Interesting points on both sides, and I think that it is unlikely that we'll see a world that is either all SaaS or no SaaS anytime in the next decade. The question then becomes, what areas are likely to evolve toward more (or less) SaaS adoption, and what are the dynamics that drive that? Economics is obviously key, and there are a few aspects of that. The purchasing of software on a recurring basis is one aspect of SaaS economics that has been discussed at some length. It's clearly an important driver, but I'll leave it alone for a moment and dive into another area.

One area that deserves discussion in this debate is the economics of creating and maintaining software. All software companies, whether commercial open source, or not, are in business to make a profit, and any software company that provides an offering that delivers value to customers generally attracts competitors. At some point, this leads to a normal business dynamic whereby whatever internal costs are being born end up being passed on to the customer, either through price or through cutting investment in innovation.

Internal costs in a software company are significantly driven by product complexity. A more complex product is more expensive to support, period. This complexity, however, goes well beyond the usual descriptions of complexity in software--that of having too many features and too many bells and whistles. That is definitely one aspect of product complexity, and an important one, but each operating system supported, each database, each interface all add complexity. Likewise, each historical version of the software, and each service patch that is being supported add complexity. Each hardware stack adds complexity in terms of how the application performs (or fails to perform) with certain amounts of memory, disk space, CPU, etc. This complexity requires real and significant investment in people, process, knowledge, and development. The cost of that investment is always passed on to the customer eventually, either through price, failure to innovate, or failure to remain in business.

Mr Grier makes a very solid point about highly specific systems that exist on one platform, and perform a highly specific solution. This, however, is not the norm in the majority of software systems where buyers are hoping to acquire a capability at less than the full price to build it from scratch due to the fact that the need they have is shared with other businesses.

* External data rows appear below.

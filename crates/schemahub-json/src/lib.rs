//! # schemahub-json
//!
//! JSON Schema (draft-07 level) format support: validation, sorted-key
//! canonical fingerprints, and the structural-subtyping compatibility
//! checker.

mod compat;

use serde_json::Value;
use std::collections::HashMap;

use schemahub_core::{
    canonical_json, sha256_hex, CompatReport, ReferenceMap, RegistryError, SchemaFormat,
    SchemaHandler,
};

/// JSON Schema handler registered under `SchemaFormat::Json`.
#[derive(Debug, Default, Clone)]
pub struct JsonSchemaHandler;

impl JsonSchemaHandler {
    pub fn new() -> Self {
        Self
    }
}

fn parse_error(message: String) -> RegistryError {
    RegistryError::Parse {
        format: SchemaFormat::Json,
        message,
    }
}

/// Parse schema text. A schema document is a JSON object or a boolean
/// (draft-07 allows `true`/`false` schemas).
fn parse(schema: &str) -> Result<Value, RegistryError> {
    let value: Value =
        serde_json::from_str(schema).map_err(|e| parse_error(e.to_string()))?;
    match value {
        Value::Object(_) | Value::Bool(_) => Ok(value),
        other => Err(parse_error(format!(
            "schema must be an object or boolean, got {}",
            type_name(&other)
        ))),
    }
}

fn type_name(value: &Value) -> &'static str {
    match value {
        Value::Null => "null",
        Value::Bool(_) => "boolean",
        Value::Number(_) => "number",
        Value::String(_) => "string",
        Value::Array(_) => "array",
        Value::Object(_) => "object",
    }
}

/// Shallow keyword sanity checks on an object schema.
fn validate_keywords(value: &Value) -> Result<(), RegistryError> {
    let Value::Object(map) = value else {
        return Ok(());
    };
    if let Some(t) = map.get("type") {
        let ok = match t {
            Value::String(_) => true,
            Value::Array(items) => items.iter().all(|i| i.is_string()),
            _ => false,
        };
        if !ok {
            return Err(parse_error(
                "'type' must be a string or an array of strings".into(),
            ));
        }
    }
    if let Some(required) = map.get("required") {
        let ok = matches!(required, Value::Array(items) if items.iter().all(|i| i.is_string()));
        if !ok {
            return Err(parse_error("'required' must be an array of strings".into()));
        }
    }
    if let Some(props) = map.get("properties") {
        let Value::Object(props) = props else {
            return Err(parse_error("'properties' must be an object".into()));
        };
        for (name, sub) in props {
            validate_keywords(sub)
                .map_err(|e| parse_error(format!("property '{name}': {e}")))?;
        }
    }
    if let Some(Value::Object(defs)) = map.get("definitions") {
        for (name, sub) in defs {
            validate_keywords(sub)
                .map_err(|e| parse_error(format!("definition '{name}': {e}")))?;
        }
    }
    if let Some(items) = map.get("items") {
        match items {
            Value::Object(_) | Value::Bool(_) => validate_keywords(items)?,
            Value::Array(tuple) => {
                for sub in tuple {
                    validate_keywords(sub)?;
                }
            }
            _ => return Err(parse_error("'items' must be a schema or array".into())),
        }
    }
    Ok(())
}

/// Parse every referenced document up front.
fn parse_refs(references: &ReferenceMap) -> Result<HashMap<String, Value>, RegistryError> {
    let mut docs = HashMap::new();
    for (name, text) in references {
        let value =
            parse(text).map_err(|e| parse_error(format!("reference '{name}': {e}")))?;
        docs.insert(name.clone(), value);
    }
    Ok(docs)
}

impl SchemaHandler for JsonSchemaHandler {
    fn format(&self) -> SchemaFormat {
        SchemaFormat::Json
    }

    fn validate(&self, schema: &str, references: &ReferenceMap) -> Result<(), RegistryError> {
        let value = parse(schema)?;
        validate_keywords(&value)?;
        parse_refs(references).map(|_| ())
    }

    fn fingerprint(&self, schema: &str, _references: &ReferenceMap) -> Result<String, RegistryError> {
        let value = parse(schema)?;
        Ok(sha256_hex(canonical_json(&value).as_bytes()))
    }

    fn normalize(&self, schema: &str, _references: &ReferenceMap) -> Result<String, RegistryError> {
        let value = parse(schema)?;
        Ok(canonical_json(&value))
    }

    fn check(
        &self,
        reader: &str,
        reader_refs: &ReferenceMap,
        writer: &str,
        writer_refs: &ReferenceMap,
    ) -> CompatReport {
        let (reader, reader_docs) = match parse(reader).and_then(|v| {
            parse_refs(reader_refs).map(|docs| (v, docs))
        }) {
            Ok(parsed) => parsed,
            Err(e) => return CompatReport::incompatible(format!("failed to parse new schema: {e}")),
        };
        let (writer, writer_docs) = match parse(writer).and_then(|v| {
            parse_refs(writer_refs).map(|docs| (v, docs))
        }) {
            Ok(parsed) => parsed,
            Err(e) => return CompatReport::incompatible(format!("failed to parse old schema: {e}")),
        };
        compat::check(&reader, &reader_docs, &writer, &writer_docs)
    }
}

#[cfg(test)]
mod tests {
    use super::*;

    fn handler() -> JsonSchemaHandler {
        JsonSchemaHandler::new()
    }

    fn refs() -> ReferenceMap {
        ReferenceMap::new()
    }

    fn check(new: &str, old: &str) -> CompatReport {
        handler().check(new, &refs(), old, &refs())
    }

    const PERSON_V1: &str = r#"{
        "type": "object",
        "properties": {
            "name": {"type": "string"},
            "age": {"type": "integer"}
        },
        "required": ["name"]
    }"#;

    #[test]
    fn fingerprint_is_key_order_independent() {
        let reordered = r#"{
            "required": ["name"],
            "properties": {
                "age": {"type": "integer"},
                "name": {"type": "string"}
            },
            "type": "object"
        }"#;
        let a = handler().fingerprint(PERSON_V1, &refs()).unwrap();
        let b = handler().fingerprint(reordered, &refs()).unwrap();
        assert_eq!(a, b);
    }

    #[test]
    fn boolean_schemas_are_valid() {
        assert!(handler().validate("true", &refs()).is_ok());
        assert!(handler().validate("false", &refs()).is_ok());
        assert!(handler().validate("42", &refs()).is_err());
        assert!(handler().validate("[1]", &refs()).is_err());
    }

    #[test]
    fn malformed_keywords_are_parse_errors() {
        assert!(handler()
            .validate(r#"{"type": 12}"#, &refs())
            .is_err());
        assert!(handler()
            .validate(r#"{"required": "name"}"#, &refs())
            .is_err());
        assert!(handler()
            .validate(r#"{"properties": []}"#, &refs())
            .is_err());
    }

    #[test]
    fn added_optional_property_is_compatible() {
        let v2 = r#"{
            "type": "object",
            "properties": {
                "name": {"type": "string"},
                "age": {"type": "integer"},
                "email": {"type": "string"}
            },
            "required": ["name"]
        }"#;
        let report = check(v2, PERSON_V1);
        assert!(report.is_compatible(), "messages: {:?}", report.messages);
    }

    #[test]
    fn new_required_property_is_incompatible() {
        let v2 = r#"{
            "type": "object",
            "properties": {
                "name": {"type": "string"},
                "age": {"type": "integer"}
            },
            "required": ["name", "age"]
        }"#;
        let report = check(v2, PERSON_V1);
        assert!(!report.is_compatible());
        assert!(report.messages[0].contains("age"));
    }

    #[test]
    fn narrowed_property_type_is_incompatible() {
        let v2 = r#"{
            "type": "object",
            "properties": {
                "name": {"type": "string"},
                "age": {"type": "string"}
            },
            "required": ["name"]
        }"#;
        let report = check(v2, PERSON_V1);
        assert!(!report.is_compatible());
        assert!(report.messages.iter().any(|m| m.contains("age")));
    }

    #[test]
    fn integer_is_accepted_where_number_is_read() {
        let int_schema = r#"{"type": "integer"}"#;
        let num_schema = r#"{"type": "number"}"#;
        assert!(check(num_schema, int_schema).is_compatible());
        assert!(!check(int_schema, num_schema).is_compatible());
    }

    #[test]
    fn widened_enum_is_compatible_narrowed_is_not() {
        let narrow = r#"{"enum": ["red", "green"]}"#;
        let wide = r#"{"enum": ["red", "green", "blue"]}"#;
        assert!(check(wide, narrow).is_compatible());
        assert!(!check(narrow, wide).is_compatible());
    }

    #[test]
    fn tightened_additional_properties_is_incompatible() {
        let open = r#"{"type": "object", "properties": {"a": {"type": "string"}}}"#;
        let closed = r#"{
            "type": "object",
            "properties": {"a": {"type": "string"}},
            "additionalProperties": false
        }"#;
        assert!(!check(closed, open).is_compatible());
        assert!(check(open, closed).is_compatible());
    }

    #[test]
    fn tightened_bounds_are_incompatible() {
        let loose = r#"{"type": "integer", "minimum": 0}"#;
        let tight = r#"{"type": "integer", "minimum": 10}"#;
        assert!(!check(tight, loose).is_compatible());
        assert!(check(loose, tight).is_compatible());
    }

    #[test]
    fn parse_failure_reports_instead_of_erroring() {
        let report = check("{not json", r#"{"type": "object"}"#);
        assert!(!report.is_compatible());
        assert!(report.messages[0].contains("failed to parse new schema"));
    }
}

SaaS takes advantage of this economic reality better than on premise software at a fundamental level. SaaS software maintains a single version of the software (or at least, very few versions), eliminating legacy version complexity. SaaS runs on the software stack selected and maintained by the vendor, eliminating installation/configuration complexities of multiple software stack support. SaaS runs on hardware maintained by the vendor allowing them to optimize and tune performance on one infrastructure under their full control, eliminating the complexity of maintaining a support library of hardware optimization issues.

Each of these savings manifests itself for the buyer through better prices, better innovation on the solution, or a more stable financial position of the vendor.

To be sure, these advantages will not manifest themselves in a solution that is specific to an individual business. They only manifest themselves in solutions that are relevant across a variety of businesses, such as challenges in sales, marketing, support, HR, expenses, etc. This is where we are seeing SaaS solutions gaining ground rapidly.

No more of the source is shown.